### EXERCISE REQUIREMENTS
Every line of the entries below from the one containing "let program = Self::new(gl, &attached)?;" to the one containing "the current time.", both ends included, must be written out exactly. No other line belongs in the answer.

BEGIN RECORDS FOR THE EXERCISE

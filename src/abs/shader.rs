//! OpenGL Shaders
//!
//! This module defines the [`Shader`] and [`ShaderProgram`] structs for managing OpenGL shaders.
//! Programs are usually built straight from GLSL files on disk with
//! [`ShaderProgram::from_files`]. This module also provides the [`Uniform`] trait for setting
//! uniform variables in shader programs.

use std::{
    fmt, io,
    path::{Path, PathBuf},
    sync::Arc,
};

use glam::{Mat4, Vec3};
use glow::HasContext;

/// A stage of the shader pipeline.
#[derive(Clone, Copy, Debug, PartialEq, Eq)]
pub enum ShaderStage {
    Vertex,
    Geometry,
    Fragment,
}

impl ShaderStage {
    /// The OpenGL shader type constant for this stage.
    pub fn gl_type(self) -> u32 {
        match self {
            ShaderStage::Vertex => glow::VERTEX_SHADER,
            ShaderStage::Geometry => glow::GEOMETRY_SHADER,
            ShaderStage::Fragment => glow::FRAGMENT_SHADER,
        }
    }

    pub fn label(self) -> &'static str {
        match self {
            ShaderStage::Vertex => "VERTEX",
            ShaderStage::Geometry => "GEOMETRY",
            ShaderStage::Fragment => "FRAGMENT",
        }
    }
}

impl fmt::Display for ShaderStage {
    fn fmt(&self, f: &mut fmt::Formatter<'_>) -> fmt::Result {
        f.write_str(self.label())
    }
}

/// Paths to the GLSL source of each stage. The geometry stage is optional.
#[derive(Clone, Debug, PartialEq)]
pub struct ShaderSources {
    pub vertex: PathBuf,
    pub geometry: Option<PathBuf>,
    pub fragment: PathBuf,
}

impl ShaderSources {
    pub fn new(
        vertex: impl Into<PathBuf>,
        geometry: Option<PathBuf>,
        fragment: impl Into<PathBuf>,
    ) -> Self {
        Self {
            vertex: vertex.into(),
            geometry,
            fragment: fragment.into(),
        }
    }

    /// The stages to build, in attach order. An absent geometry stage is left out entirely.
    pub fn stages(&self) -> Vec<(ShaderStage, &Path)> {
        let mut stages = vec![(ShaderStage::Vertex, self.vertex.as_path())];
        if let Some(geometry) = &self.geometry {
            stages.push((ShaderStage::Geometry, geometry.as_path()));
        }
        stages.push((ShaderStage::Fragment, self.fragment.as_path()));
        stages
    }
}

/// Errors raised while building a shader program.
#[derive(Debug)]
pub enum ShaderError {
    Read {
        stage: ShaderStage,
        path: PathBuf,
        source: io::Error,
    },
    /// OpenGL refused to create a shader or program object.
    Create { what: &'static str, message: String },
    Compile { stage: ShaderStage, log: String },
    Link { log: String },
}

fn write_log(f: &mut fmt::Formatter<'_>, log: &str) -> fmt::Result {
    let log = log.trim_end();
    if log.is_empty() {
        f.write_str("No error log.")
    } else {
        f.write_str(log)
    }
}

impl fmt::Display for ShaderError {
    fn fmt(&self, f: &mut fmt::Formatter<'_>) -> fmt::Result {
        match self {
            ShaderError::Read {
                stage,
                path,
                source,
            } => write!(
                f,
                "cannot read {} shader source {}: {}",
                stage,
                path.display(),
                source
            ),
            ShaderError::Create { what, message } => {
                write!(f, "cannot create {}: {}", what, message)
            }
            ShaderError::Compile { stage, log } => {
                writeln!(f, "GLSL SHADER COMPILE ERROR -- {}", stage)?;
                write_log(f, log)
            }
            ShaderError::Link { log } => {
                writeln!(f, "GLSL PROGRAM LINK ERROR -- PROGRAM")?;
                write_log(f, log)
            }
        }
    }
}

impl std::error::Error for ShaderError {
    fn source(&self) -> Option<&(dyn std::error::Error + 'static)> {
        match self {
            ShaderError::Read { source, .. } => Some(source),
            _ => None,
        }
    }
}

/// Reads the whole GLSL source of a stage.
pub fn read_source(stage: ShaderStage, path: &Path) -> Result<String, ShaderError> {
    std::fs::read_to_string(path).map_err(|source| ShaderError::Read {
        stage,
        path: path.to_path_buf(),
        source,
    })
}

/// Represents an individual OpenGL shader.
pub struct Shader {
    gl: Arc<glow::Context>,
    id: glow::Shader,
    stage: ShaderStage,
}

impl Shader {
    /// Compiles a new shader from the given source code.
    pub fn new(
        gl: &Arc<glow::Context>,
        stage: ShaderStage,
        source: &str,
    ) -> Result<Self, ShaderError> {
        unsafe {
            let shader = gl
                .create_shader(stage.gl_type())
                .map_err(|message| ShaderError::Create {
                    what: "shader",
                    message,
                })?;
            gl.shader_source(shader, source);
            gl.compile_shader(shader);

            if !gl.get_shader_compile_status(shader) {
                let log = gl.get_shader_info_log(shader);
                gl.delete_shader(shader);
                return Err(ShaderError::Compile { stage, log });
            }

            log::debug!("Compiled {} shader", stage);

            Ok(Self {
                gl: Arc::clone(gl),
                id: shader,
                stage,
            })
        }
    }

    pub fn stage(&self) -> ShaderStage {
        self.stage
    }
}

impl Drop for Shader {
    fn drop(&mut self) {
        unsafe {
            self.gl.delete_shader(self.id);
        }
    }
}

/// Represents a uniform variable in a shader program.
pub trait Uniform {
    /// Sets the value of the uniform variable in the given shader program.
    fn set_uniform(&self, gl: &glow::Context, program: glow::Program, name: &str);
}

impl Uniform for f32 {
    fn set_uniform(&self, gl: &glow::Context, program: glow::Program, name: &str) {
        unsafe {
            let location = gl.get_uniform_location(program, name);
            if let Some(loc) = location {
                gl.uniform_1_f32(Some(&loc), *self);
            }
        }
    }
}

impl Uniform for Vec3 {
    fn set_uniform(&self, gl: &glow::Context, program: glow::Program, name: &str) {
        unsafe {
            let location = gl.get_uniform_location(program, name);
            if let Some(loc) = location {
                gl.uniform_3_f32(Some(&loc), self.x, self.y, self.z);
            }
        }
    }
}

impl Uniform for Mat4 {
    fn set_uniform(&self, gl: &glow::Context, program: glow::Program, name: &str) {
        unsafe {
            let location = gl.get_uniform_location(program, name);
            if let Some(loc) = location {
                gl.uniform_matrix_4_f32_slice(Some(&loc), false, self.as_ref());
            }
        }
    }
}

impl<T: Uniform> Uniform for &T {
    fn set_uniform(&self, gl: &glow::Context, program: glow::Program, name: &str) {
        (*self).set_uniform(gl, program, name);
    }
}

/// Represents an OpenGL shader program composed of multiple shaders.
pub struct ShaderProgram {
    gl: Arc<glow::Context>,
    id: glow::Program,
}

impl ShaderProgram {
    /// Links a new shader program from the given shaders.
    pub fn new(gl: &Arc<glow::Context>, shaders: &[&Shader]) -> Result<Self, ShaderError> {
        unsafe {
            let program = gl
                .create_program()
                .map_err(|message| ShaderError::Create {
                    what: "program",
                    message,
                })?;

            for shader in shaders {
                gl.attach_shader(program, shader.id);
            }

            gl.link_program(program);

            if !gl.get_program_link_status(program) {
                let log = gl.get_program_info_log(program);
                gl.delete_program(program);
                return Err(ShaderError::Link { log });
            }

            for shader in shaders {
                gl.detach_shader(program, shader.id);
            }

            Ok(Self {
                gl: Arc::clone(gl),
                id: program,
            })
        }
    }

    /// Reads, compiles and links every stage named in `sources`.
    ///
    /// Stops at the first stage that fails to compile. The intermediate shader objects are
    /// deleted once the program is linked.
    pub fn from_files(gl: &Arc<glow::Context>, sources: &ShaderSources) -> Result<Self, ShaderError> {
        let stages = sources.stages();
        let mut shaders = Vec::with_capacity(stages.len());

        for (stage, path) in stages {
            let source = read_source(stage, path)?;
            shaders.push(Shader::new(gl, stage, &source)?);
        }

        let attached: Vec<&Shader> = shaders.iter().collect();
        let program = Self::new(gl, &attached)?;

        log::info!(
            "Linked shader program from {} stages ({})",
            shaders.len(),
            shaders
                .iter()
                .map(|shader| shader.stage().label())
                .collect::<Vec<_>>()
                .join(", ")
        );

        Ok(program)
    }

    /// Binds the shader program for use.
    pub fn use_program(&self) {
        unsafe {
            self.gl.use_program(Some(self.id));
        }
    }

    /// Unbinds whatever program is in use.
    pub fn unbind(&self) {
        unsafe {
            self.gl.use_program(None);
        }
    }

    /// Sets a uniform variable in the shader program.
    pub fn set_uniform<T: Uniform>(&self, name: &str, value: T) {
        value.set_uniform(&self.gl, self.id, name);
    }
}

impl Drop for ShaderProgram {
    fn drop(&mut self) {
        unsafe {
            self.gl.delete_program(self.id);
        }
    }
}
use chrono::{SecondsFormat, Utc};
use serde::{Deserialize, Serialize};

use super::hash::{self, HashedFields};
use super::pow::Seal;

/// A single mined block in the ledger.
#[derive(Debug, Clone, PartialEq, Eq, Serialize, Deserialize)]
pub struct Block {
    pub index: u64,
    pub timestamp: String, // RFC 3339, UTC, millisecond precision
    pub data: String,
    pub previous_hash: String,
    pub hash: String, // Hash found by Proof-of-Work
    pub nonce: u64,
    pub valid: bool,
    pub tampered: bool,
}

impl Block {
    pub fn hashed_fields(&self) -> HashedFields<'_> {
        HashedFields {
            index: self.index,
            timestamp: &self.timestamp,
            data: &self.data,
            previous_hash: &self.previous_hash,
            nonce: self.nonce,
        }
    }

    /// Recompute the hash from the current contents (ignores the stored `hash`).
    pub fn compute_hash(&self) -> String {
        hash::digest(&self.hashed_fields())
    }
}

/// The fields of a block fixed before the nonce search starts.
#[derive(Debug, Clone, PartialEq, Eq)]
pub struct BlockTemplate {
    pub index: u64,
    pub timestamp: String,
    pub data: String,
    pub previous_hash: String,
}

impl BlockTemplate {
    /// Build a template stamped with the current time.
    pub fn new(index: u64, data: String, previous_hash: String) -> Self {
        Self::new_with_timestamp(index, data, previous_hash, now_timestamp())
    }

    pub fn new_with_timestamp(
        index: u64,
        data: String,
        previous_hash: String,
        timestamp: String,
    ) -> Self {
        Self {
            index,
            timestamp,
            data,
            previous_hash,
        }
    }

    pub fn hash_with_nonce(&self, nonce: u64) -> String {
        hash::digest(&HashedFields {
            index: self.index,
            timestamp: &self.timestamp,
            data: &self.data,
            previous_hash: &self.previous_hash,
            nonce,
        })
    }

    /// Turn the template into a fresh block carrying `seal`.
    pub fn into_block(self, seal: Seal) -> Block {
        Block {
            index: self.index,
            timestamp: self.timestamp,
            data: self.data,
            previous_hash: self.previous_hash,
            hash: seal.hash,
            nonce: seal.nonce,
            valid: true,
            tampered: false,
        }
    }
}

fn now_timestamp() -> String {
    Utc::now().to_rfc3339_opts(SecondsFormat::Millis, true)
}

END RECORDS FOR THE EXERCISE

### ANSWER SECTION
        let program = Self::new(gl, &attached)?;

        log::info!(
            "Linked shader program from {} stages ({})",
            shaders.len(),
            shaders
                .iter()
                .map(|shader| shader.stage().label())
                .collect::<Vec<_>>()
                .join(", ")
        );

        Ok(program)
    }

    /// Binds the shader program for use.
    pub fn use_program(&self) {
        unsafe {
            self.gl.use_program(Some(self.id));
        }
    }

    /// Unbinds whatever program is in use.
    pub fn unbind(&self) {
        unsafe {
            self.gl.use_program(None);
        }
    }

    /// Sets a uniform variable in the shader program.
    pub fn set_uniform<T: Uniform>(&self, name: &str, value: T) {
        value.set_uniform(&self.gl, self.id, name);
    }
}

impl Drop for ShaderProgram {
    fn drop(&mut self) {
        unsafe {
            self.gl.delete_program(self.id);
        }
    }
}
use chrono::{SecondsFormat, Utc};
use serde::{Deserialize, Serialize};

use super::hash::{self, HashedFields};
use super::pow::Seal;

/// A single mined block in the ledger.
#[derive(Debug, Clone, PartialEq, Eq, Serialize, Deserialize)]
pub struct Block {
    pub index: u64,
    pub timestamp: String, // RFC 3339, UTC, millisecond precision
    pub data: String,
    pub previous_hash: String,
    pub hash: String, // Hash found by Proof-of-Work
    pub nonce: u64,
    pub valid: bool,
    pub tampered: bool,
}

impl Block {
    pub fn hashed_fields(&self) -> HashedFields<'_> {
        HashedFields {
            index: self.index,
            timestamp: &self.timestamp,
            data: &self.data,
            previous_hash: &self.previous_hash,
            nonce: self.nonce,
        }
    }

    /// Recompute the hash from the current contents (ignores the stored `hash`).
    pub fn compute_hash(&self) -> String {
        hash::digest(&self.hashed_fields())
    }
}

/// The fields of a block fixed before the nonce search starts.
#[derive(Debug, Clone, PartialEq, Eq)]
pub struct BlockTemplate {
    pub index: u64,
    pub timestamp: String,
    pub data: String,
    pub previous_hash: String,
}

impl BlockTemplate {
    /// Build a template stamped with the current time.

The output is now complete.